Of a day I spent in the passenger seat of a Selle Italia team car in a Dolomite stage in 2006, with him growling at his riders over the intercom to dig in against ‘chi ci vuole male’ – all the team’s haters and enemies, real or imagined. Of the time I aggravated Simoni so much in an interview that Gianni had to be sent on a diplomatic mission to retrieve him. Of the plan his team once had to make his moustache their emblem – like the logo on Bialetti moka pots – which sadly never came to fruition. Of the occasion, during lockdown, when he told me he’d been tone deaf in school, actually forbidden by the teachers from singing – and then a few days later, he’d sent a brilliant and touching karaoke rendition, a duet with Paola, of ‘Bella Ciao,’ the Italian anthem of freedom, recorded with a phone on their balcony.
Of standing with him behind the finish-line on the Passo Fedaia in 2022, each of us glued to a TV monitor, the Giro’s GC playing out, with his rider Edoardo Zardini somewhere down the road, trying to win the stage, and me telling him that, respectfully, Gianni, no one gave a f**k about the break. How he turned to me in mock disgust, arms flung in the air, and then we both collapsed in giggles.
All those moments, more that don’t come to me now but will later, and especially those laughs.
This was a brutal week for sport in Italy and particularly Turin because another of the ‘Magic City’s’ treasured sons, sports writer Gian Paolo Ormezzano, also passed away. A vignette from Fausto Coppi’s funeral had earned ‘GPO’ his break in journalism in 1960, and on Monday it was his own turn to – as he’d written of Coppi - take ‘his final walk, the most important of his life.’

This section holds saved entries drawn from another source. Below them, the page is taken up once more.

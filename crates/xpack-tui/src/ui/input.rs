//! Keyboard input handling for the TUI.
//!
//! This module handles all keyboard events and translates them into
//! application state changes and wizard interactions.

use anyhow::Result;
use crossterm::event::{KeyCode, KeyEvent, KeyModifiers};

use crate::app::{App, AppState};

/// Handle keyboard input. Returns true if the app should quit.
pub fn handle_input(app: &mut App, key: KeyEvent) -> Result<bool> {
    // Handle help overlay
    if matches!(app.state, AppState::ShowingHelp) {
        if matches!(key.code, KeyCode::Esc | KeyCode::Char('?') | KeyCode::Char('q')) {
            app.state = AppState::Normal;
        }
        return Ok(false);
    }

    // Handle quit confirmation
    if matches!(app.state, AppState::ConfirmingQuit) {
        match key.code {
            KeyCode::Char('y') | KeyCode::Char('Y') | KeyCode::Enter => {
                app.state = AppState::Quitting;
                return Ok(true);
            }
            KeyCode::Char('n') | KeyCode::Char('N') | KeyCode::Esc => {
                app.state = AppState::Normal;
            }
            _ => {}
        }
        return Ok(false);
    }

    if app.wizard.is_open() {
        if matches!(app.state, AppState::Searching) {
            handle_search_input(app, key);
        } else {
            handle_wizard_input(app, key);
        }
        return Ok(false);
    }

    match key.code {
        KeyCode::Char('q') => app.state = AppState::ConfirmingQuit,
        KeyCode::Char('?') => app.state = AppState::ShowingHelp,
        KeyCode::Char('n') | KeyCode::Char('o') | KeyCode::Enter => app.open_wizard(),
        _ => {}
    }
    Ok(false)
}

/// Keys while the wizard overlay is open
fn handle_wizard_input(app: &mut App, key: KeyEvent) {
    if key.modifiers.contains(KeyModifiers::CONTROL) {
        match key.code {
            KeyCode::Char('s') => app.submit(),
            KeyCode::Char('f') => app.start_search(),
            _ => {}
        }
        return;
    }

    match key.code {
        KeyCode::Esc => app.close_wizard(),
        KeyCode::Enter => app.enter(),
        KeyCode::Tab => app.cycle_focus(true),
        KeyCode::BackTab => app.cycle_focus(false),
        KeyCode::PageUp => app.back(),
        KeyCode::PageDown => app.forward(),
        KeyCode::Up => app.move_tile_cursor(false),
        KeyCode::Down => app.move_tile_cursor(true),
        KeyCode::Left => app.cycle_choice(false),
        KeyCode::Right => app.cycle_choice(true),
        KeyCode::Backspace => app.backspace(),
        KeyCode::Char(' ') => app.toggle(),
        KeyCode::Char('/') if app.focused_field().is_none() => app.start_search(),
        KeyCode::Char(c) => app.type_char(c),
        _ => {}
    }
}

fn handle_search_input(app: &mut App, key: KeyEvent) {
    match key.code {
        KeyCode::Esc | KeyCode::Enter | KeyCode::Down | KeyCode::Tab => app.end_search(),
        KeyCode::Backspace => app.search_pop(),
        KeyCode::Char(c) => app.search_push(c),
        _ => {}
    }
}

#[cfg(test)]
mod tests {
    use std::time::{Duration, Instant};

    use super::*;
    use xpack_core::wizard::FOCUS_DELAY;

    fn press(app: &mut App, code: KeyCode) -> bool {
        handle_input(app, KeyEvent::new(code, KeyModifiers::NONE)).expect("input handled")
    }

    fn settle(app: &mut App) {
        app.tick(Instant::now() + FOCUS_DELAY + Duration::from_millis(10));
    }

    #[test]
    fn test_quit_requires_confirmation() {
        let mut app = App::new();
        assert!(!press(&mut app, KeyCode::Char('q')));
        assert_eq!(app.state, AppState::ConfirmingQuit);
        assert!(!press(&mut app, KeyCode::Char('n')));
        assert_eq!(app.state, AppState::Normal);

        press(&mut app, KeyCode::Char('q'));
        assert!(press(&mut app, KeyCode::Char('y')));
    }

    #[test]
    fn test_q_is_typed_inside_the_wizard() {
        let mut app = App::new();
        press(&mut app, KeyCode::Char('n'));
        settle(&mut app);
        assert!(app.wizard.is_open());

        press(&mut app, KeyCode::Char('q'));
        assert_eq!(app.state, AppState::Normal);
        let name = app.focused_field().and_then(|f| app.wizard.field(f)).map(|f| f.value.clone());
        assert_eq!(name.as_deref(), Some("q"));
    }

    #[test]
    fn test_slash_searches_apartments() {
        let mut app = App::new();
        press(&mut app, KeyCode::Enter);
        settle(&mut app);
        for c in "Ana".chars() {
            press(&mut app, KeyCode::Char(c));
        }
        press(&mut app, KeyCode::Enter);
        settle(&mut app);
        assert_eq!(app.wizard.current_step(), 1);

        press(&mut app, KeyCode::Char('/'));
        assert_eq!(app.state, AppState::Searching);
        press(&mut app, KeyCode::Char('c'));
        press(&mut app, KeyCode::Char('-'));
        assert_eq!(app.search_query, "c-");
        press(&mut app, KeyCode::Enter);
        assert_eq!(app.state, AppState::Normal);
        assert_eq!(app.wizard.current_step(), 1);
    }

    #[test]
    fn test_escape_closes_overlay() {
        let mut app = App::new();
        press(&mut app, KeyCode::Char('o'));
        press(&mut app, KeyCode::Esc);
        assert!(!app.wizard.is_open());
    }
}
//! Explicit state model for wizard steps.
//!
//! The controller never reads state back out of presentation markers. Field
//! values, checked flags, tile selection, tile visibility and invalid markers
//! all live here; rendering is a function of this state.

use std::collections::BTreeMap;
use std::fmt;
use std::time::Instant;

use serde::{Deserialize, Serialize};

use crate::utils::{contains_ignore_case, is_blank};

use super::layout::{FieldKind, FieldSpec, OptionGroupSpec, OptionTileSpec, StepLayout};
use super::styles;

// ============================================================================
// Collected data
// ============================================================================

/// A collected value: text for ordinary fields, a flag for checkboxes
#[derive(Debug, Clone, PartialEq, Eq, Serialize, Deserialize)]
#[serde(untagged)]
pub enum FieldValue {
    Flag(bool),
    Text(String),
}

impl FieldValue {
    pub fn as_str(&self) -> Option<&str> {
        match self {
            FieldValue::Text(s) => Some(s),
            FieldValue::Flag(_) => None,
        }
    }

    pub fn as_bool(&self) -> Option<bool> {
        match self {
            FieldValue::Flag(b) => Some(*b),
            FieldValue::Text(_) => None,
        }
    }
}

impl fmt::Display for FieldValue {
    fn fmt(&self, f: &mut fmt::Formatter<'_>) -> fmt::Result {
        match self {
            FieldValue::Text(s) => f.write_str(s),
            FieldValue::Flag(true) => f.write_str("sí"),
            FieldValue::Flag(false) => f.write_str("no"),
        }
    }
}

impl From<&str> for FieldValue {
    fn from(value: &str) -> Self {
        FieldValue::Text(value.to_string())
    }
}

impl From<String> for FieldValue {
    fn from(value: String) -> Self {
        FieldValue::Text(value)
    }
}

impl From<bool> for FieldValue {
    fn from(value: bool) -> Self {
        FieldValue::Flag(value)
    }
}

/// Field name to value map accumulated across steps
#[derive(Debug, Clone, Default, PartialEq, Eq, Serialize, Deserialize)]
#[serde(transparent)]
pub struct WizardData(BTreeMap<String, FieldValue>);

impl WizardData {
    pub const EMPTY: WizardData = WizardData(BTreeMap::new());

    pub fn new() -> Self {
        Self::default()
    }

    pub fn get(&self, key: &str) -> Option<&FieldValue> {
        self.0.get(key)
    }

    pub fn insert(&mut self, key: impl Into<String>, value: impl Into<FieldValue>) {
        self.0.insert(key.into(), value.into());
    }

    pub fn contains_key(&self, key: &str) -> bool {
        self.0.contains_key(key)
    }

    pub fn clear(&mut self) {
        self.0.clear();
    }

    pub fn len(&self) -> usize {
        self.0.len()
    }

    pub fn is_empty(&self) -> bool {
        self.0.is_empty()
    }

    pub fn iter(&self) -> impl Iterator<Item = (&String, &FieldValue)> {
        self.0.iter()
    }

    /// Overwrite entries with those of `other` (last write wins)
    pub fn extend(&mut self, other: &WizardData) {
        for (key, value) in other.iter() {
            self.0.insert(key.clone(), value.clone());
        }
    }
}

// ============================================================================
// Validation markers
// ============================================================================

/// Visual validation state of a field or option group
#[derive(Debug, Clone, Copy, Default, PartialEq, Eq)]
pub struct Marker {
    pub invalid: bool,
    /// Start of the most recent shake animation
    pub shaken_at: Option<Instant>,
}

impl Marker {
    /// Mark invalid and restart the shake animation
    pub fn flag(&mut self, now: Instant) {
        self.invalid = true;
        self.shaken_at = Some(now);
    }

    pub fn clear(&mut self) {
        self.invalid = false;
    }

    /// Horizontal shake offset in pixels at `now` (0 when not shaking)
    pub fn shake_offset(&self, now: Instant) -> i16 {
        match self.shaken_at {
            Some(start) => styles::shake_offset(now.saturating_duration_since(start)),
            None => 0,
        }
    }
}

// ============================================================================
// Fields
// ============================================================================

#[derive(Debug, Clone, PartialEq)]
pub struct FieldState {
    pub spec: FieldSpec,
    pub value: String,
    pub checked: bool,
    pub marker: Marker,
}

impl FieldState {
    pub fn new(spec: FieldSpec) -> Self {
        Self {
            value: spec.value.clone(),
            checked: spec.checked,
            spec,
            marker: Marker::default(),
        }
    }

    pub fn name(&self) -> Option<&str> {
        self.spec.name.as_deref()
    }

    pub fn kind(&self) -> FieldKind {
        self.spec.kind
    }

    /// Whether a required field would pass validation
    pub fn has_value(&self) -> bool {
        !is_blank(&self.value)
    }

    fn satisfied(&self) -> bool {
        !self.spec.required || self.has_value()
    }

    /// Value as stored in wizard data
    pub fn collected(&self) -> FieldValue {
        match self.spec.kind {
            FieldKind::Checkbox => FieldValue::Flag(self.checked),
            _ => FieldValue::Text(self.value.clone()),
        }
    }
}

// ============================================================================
// Option groups
// ============================================================================

#[derive(Debug, Clone, PartialEq)]
pub struct TileState {
    pub spec: OptionTileSpec,
    pub selected: bool,
    pub visible: bool,
}

/// Change notification raised by a tile selection
#[derive(Debug, Clone, PartialEq, Eq)]
pub struct OptionChange {
    pub key: Option<String>,
    pub value: String,
}

#[derive(Debug, Clone, PartialEq)]
pub struct GroupState {
    pub spec: OptionGroupSpec,
    pub tiles: Vec<TileState>,
    pub marker: Marker,
    /// Hidden field mirroring the selection, created on first select
    pub hidden_input: Option<FieldState>,
}

impl GroupState {
    pub fn new(spec: OptionGroupSpec) -> Self {
        let tiles = spec
            .tiles
            .iter()
            .map(|tile| TileState {
                spec: tile.clone(),
                selected: false,
                visible: true,
            })
            .collect();
        Self {
            spec,
            tiles,
            marker: Marker::default(),
            hidden_input: None,
        }
    }

    pub fn selected(&self) -> Option<&TileState> {
        self.tiles.iter().find(|t| t.selected)
    }

    pub fn selected_index(&self) -> Option<usize> {
        self.tiles.iter().position(|t| t.selected)
    }

    fn satisfied(&self) -> bool {
        !self.spec.required || self.selected().is_some()
    }

    /// Single-select a tile: deselect siblings, select it, sync the hidden
    /// field named after the group key. Returns the change to dispatch, or
    /// `None` when the tile does not exist.
    pub fn select(&mut self, index: usize) -> Option<OptionChange> {
        if index >= self.tiles.len() {
            return None;
        }
        for (i, tile) in self.tiles.iter_mut().enumerate() {
            tile.selected = i == index;
        }
        let value = self.tiles[index].spec.value.clone();

        if let Some(ref key) = self.spec.key {
            let input = self
                .hidden_input
                .get_or_insert_with(|| FieldState::new(FieldSpec::hidden(key, "")));
            input.value = value.clone();
        }

        Some(OptionChange {
            key: self.spec.key.clone(),
            value,
        })
    }

    /// Show only tiles whose visible text contains `query` (case-insensitive).
    /// Selection is untouched. Returns the number of visible tiles.
    pub fn filter(&mut self, query: &str) -> usize {
        let mut shown = 0;
        for tile in &mut self.tiles {
            tile.visible = contains_ignore_case(&tile.spec.visible_text(), query);
            if tile.visible {
                shown += 1;
            }
        }
        shown
    }
}

// ============================================================================
// Steps
// ============================================================================

#[derive(Debug, Clone, PartialEq)]
pub struct StepState {
    pub title: String,
    pub fields: Vec<FieldState>,
    pub groups: Vec<GroupState>,
}

impl StepState {
    pub fn new(layout: &StepLayout) -> Self {
        Self {
            title: layout.title.clone(),
            fields: layout.fields.iter().cloned().map(FieldState::new).collect(),
            groups: layout.groups.iter().cloned().map(GroupState::new).collect(),
        }
    }

    /// Non-destructive check used for next-button enablement
    pub fn requirements_met(&self) -> bool {
        self.fields.iter().all(FieldState::satisfied) && self.groups.iter().all(GroupState::satisfied)
    }

    /// Full validation: marks failing fields and groups invalid and shakes
    /// them, clears the marker on passing ones.
    pub fn validate(&mut self, now: Instant) -> bool {
        let mut valid = true;

        for field in self.fields.iter_mut().filter(|f| f.spec.required) {
            if field.has_value() {
                field.marker.clear();
            } else {
                field.marker.flag(now);
                valid = false;
            }
        }

        for group in self.groups.iter_mut().filter(|g| g.spec.required) {
            if group.selected().is_some() {
                group.marker.clear();
            } else {
                group.marker.flag(now);
                valid = false;
            }
        }

        valid
    }

    /// Store every named field, then every selected option, into `data`
    pub fn collect_into(&self, data: &mut WizardData) {
        let named = self
            .fields
            .iter()
            .chain(self.groups.iter().filter_map(|g| g.hidden_input.as_ref()));
        for field in named {
            if let Some(name) = field.name() {
                data.insert(name, field.collected());
            }
        }

        for group in &self.groups {
            let (Some(key), Some(tile)) = (group.spec.key.as_deref(), group.selected()) else {
                continue;
            };
            data.insert(key, tile.spec.value.as_str());
            data.insert(format!("{}_label", key), tile.spec.title.as_str());
        }
    }

    /// Index of the first field that can take focus
    pub fn first_focusable(&self) -> Option<usize> {
        self.fields.iter().position(|f| f.kind().is_focusable())
    }
}
//! Tolk - Speaker-attributed transcription server
//!
//! Accepts uploaded audio, normalizes it to a canonical waveform, transcribes
//! speech, identifies speaker turns through a remote diarization service, and
//! aligns both into a speaker-labeled transcript that is persisted as JSON.
//!
//! The name "Tolk" comes from the Norwegian word for "interpreter."
//!
//! # Architecture
//!
//! - `config` - Configuration management
//! - `audio` - Waveform conversion and chunking (ffmpeg/ffprobe)
//! - `transcription` - Speech-to-text via the Whisper API
//! - `diarization` - Speaker diarization job submission and polling
//! - `alignment` - Matching transcript segments to speaker intervals
//! - `combine` - Merging consecutive same-speaker entries
//! - `analysis` - LLM-based interview analysis
//! - `store` - Persisted result records
//! - `pipeline` - Stage orchestration
//! - `server` - HTTP endpoints and static waveform exposure

pub mod alignment;
pub mod analysis;
pub mod audio;
pub mod combine;
pub mod config;
pub mod diarization;
pub mod error;
pub mod openai;
pub mod pipeline;
pub mod server;
pub mod store;
pub mod transcription;

pub use error::{Result, TolkError};
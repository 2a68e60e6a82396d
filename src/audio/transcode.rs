//! Waveform normalization and chunking via ffmpeg/ffprobe.
//!
//! All speech services downstream expect mono 16 kHz 16-bit PCM, so every
//! input container is funneled through the same conversion before anything
//! else happens.

use crate::error::{Result, TolkError};
use std::path::{Path, PathBuf};
use std::process::Stdio;
use tokio::process::Command;
use tracing::{debug, info, instrument};

/// Converts an audio or video file to a mono 16 kHz 16-bit PCM WAV file.
///
/// The output path is the input path with its extension replaced by `wav`.
#[instrument(skip_all, fields(input = %input.display()))]
pub async fn convert_to_wav(input: &Path) -> Result<PathBuf> {
    let output = input.with_extension("wav");
    debug!("Converting to {}", output.display());

    run_ffmpeg_to_wav(input, &output, None, None).await?;

    Ok(output)
}

/// Queries the duration of a media file in seconds using ffprobe.
pub async fn probe_duration(path: &Path) -> Result<f64> {
    let result = Command::new("ffprobe")
        .arg("-v").arg("quiet")
        .arg("-print_format").arg("json")
        .arg("-show_format")
        .arg(path)
        .output()
        .await;

    let output = match result {
        Ok(o) => o,
        Err(e) if e.kind() == std::io::ErrorKind::NotFound => {
            return Err(TolkError::ToolNotFound("ffprobe".into()));
        }
        Err(e) => {
            return Err(TolkError::Probe(format!("ffprobe execution failed: {e}")));
        }
    };

    if !output.status.success() {
        let stderr = String::from_utf8_lossy(&output.stderr);
        return Err(TolkError::Probe(format!("ffprobe returned error: {stderr}")));
    }

    let json_str = String::from_utf8_lossy(&output.stdout);
    let parsed: serde_json::Value = serde_json::from_str(&json_str)
        .map_err(|_| TolkError::Probe("Invalid ffprobe output".into()))?;

    parsed["format"]["duration"]
        .as_str()
        .and_then(|s| s.parse::<f64>().ok())
        .ok_or_else(|| TolkError::Probe("Could not determine audio duration".into()))
}

/// Splits an audio file into fixed-duration WAV chunks.
///
/// Chunks start at multiples of `chunk_seconds`; the last one is clamped at
/// end-of-stream by ffmpeg. Files land in a fresh scratch directory and the
/// caller is responsible for deleting them.
#[instrument(skip_all, fields(input = %input.display()))]
pub async fn split_into_chunks(input: &Path, chunk_seconds: u32) -> Result<Vec<PathBuf>> {
    let total_duration = probe_duration(input).await?;
    info!("Total audio duration: {:.1}s", total_duration);

    let scratch_dir = tempfile::Builder::new()
        .prefix("tolk-chunks-")
        .tempdir()?
        .keep();

    let base_name = input
        .file_stem()
        .and_then(|s| s.to_str())
        .unwrap_or("audio");

    let chunk_len = chunk_seconds as f64;
    let mut chunks = Vec::new();
    let mut offset = 0.0;
    let mut idx = 0u32;

    while offset < total_duration {
        let chunk_path = scratch_dir.join(format!("{}_{:04}.wav", base_name, idx));

        run_ffmpeg_to_wav(input, &chunk_path, Some(offset), Some(chunk_len)).await?;

        debug!("Created chunk {} at offset {:.1}s", idx, offset);
        chunks.push(chunk_path);

        offset += chunk_len;
        idx += 1;
    }

    info!("Created {} audio chunks", chunks.len());
    Ok(chunks)
}

/// Runs ffmpeg to produce a mono 16 kHz PCM WAV, optionally limited to a
/// time window.
async fn run_ffmpeg_to_wav(
    input: &Path,
    output: &Path,
    start: Option<f64>,
    length: Option<f64>,
) -> Result<()> {
    let mut cmd = Command::new("ffmpeg");
    cmd.arg("-y");

    if let Some(start) = start {
        cmd.arg("-ss").arg(format!("{:.3}", start));
    }

    cmd.arg("-i").arg(input);

    if let Some(length) = length {
        cmd.arg("-t").arg(format!("{:.3}", length));
    }

    cmd.arg("-acodec").arg("pcm_s16le")
        .arg("-ac").arg("1")
        .arg("-ar").arg("16000")
        .arg("-loglevel").arg("error")
        .arg(output)
        .stdout(Stdio::null())
        .stderr(Stdio::piped());

    let result = cmd.output().await;

    match result {
        Ok(out) if out.status.success() => Ok(()),
        Ok(out) => {
            let stderr = String::from_utf8_lossy(&out.stderr);
            Err(TolkError::Conversion(format!("ffmpeg failed: {stderr}")))
        }
        Err(e) if e.kind() == std::io::ErrorKind::NotFound => {
            Err(TolkError::ToolNotFound("ffmpeg".into()))
        }
        Err(e) => Err(TolkError::Conversion(format!("ffmpeg execution failed: {e}"))),
    }
}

That day, in Castellania, Ormezzano had observed, ‘no one among the mourners was ashamed of their tears, and in fact their sadness made them proud.’
Gianni Savio ends his earthly journey today in the same city where it began in 1948, surrounded by friends and family. The sadness will lessen with time but their pride at having shared a stretch of road will remain, together with an unfillable void.
Gianni Savio 1948-2024
Heartfelt and Beautiful ❤️
A beautifully fitting tribute, Daniel. Thank you very much for sharing. Gianni’s character shone larger than life through the podcast over the years, it truly was the perfect medium for him.
I was honoured to spend a couple of hours with Nicoletta in Turin at last year’s Giro. Her warmth and passion for both the sport and their community was no doubt a credit to her father. My thoughts are with all those who knew Gianni, RIP.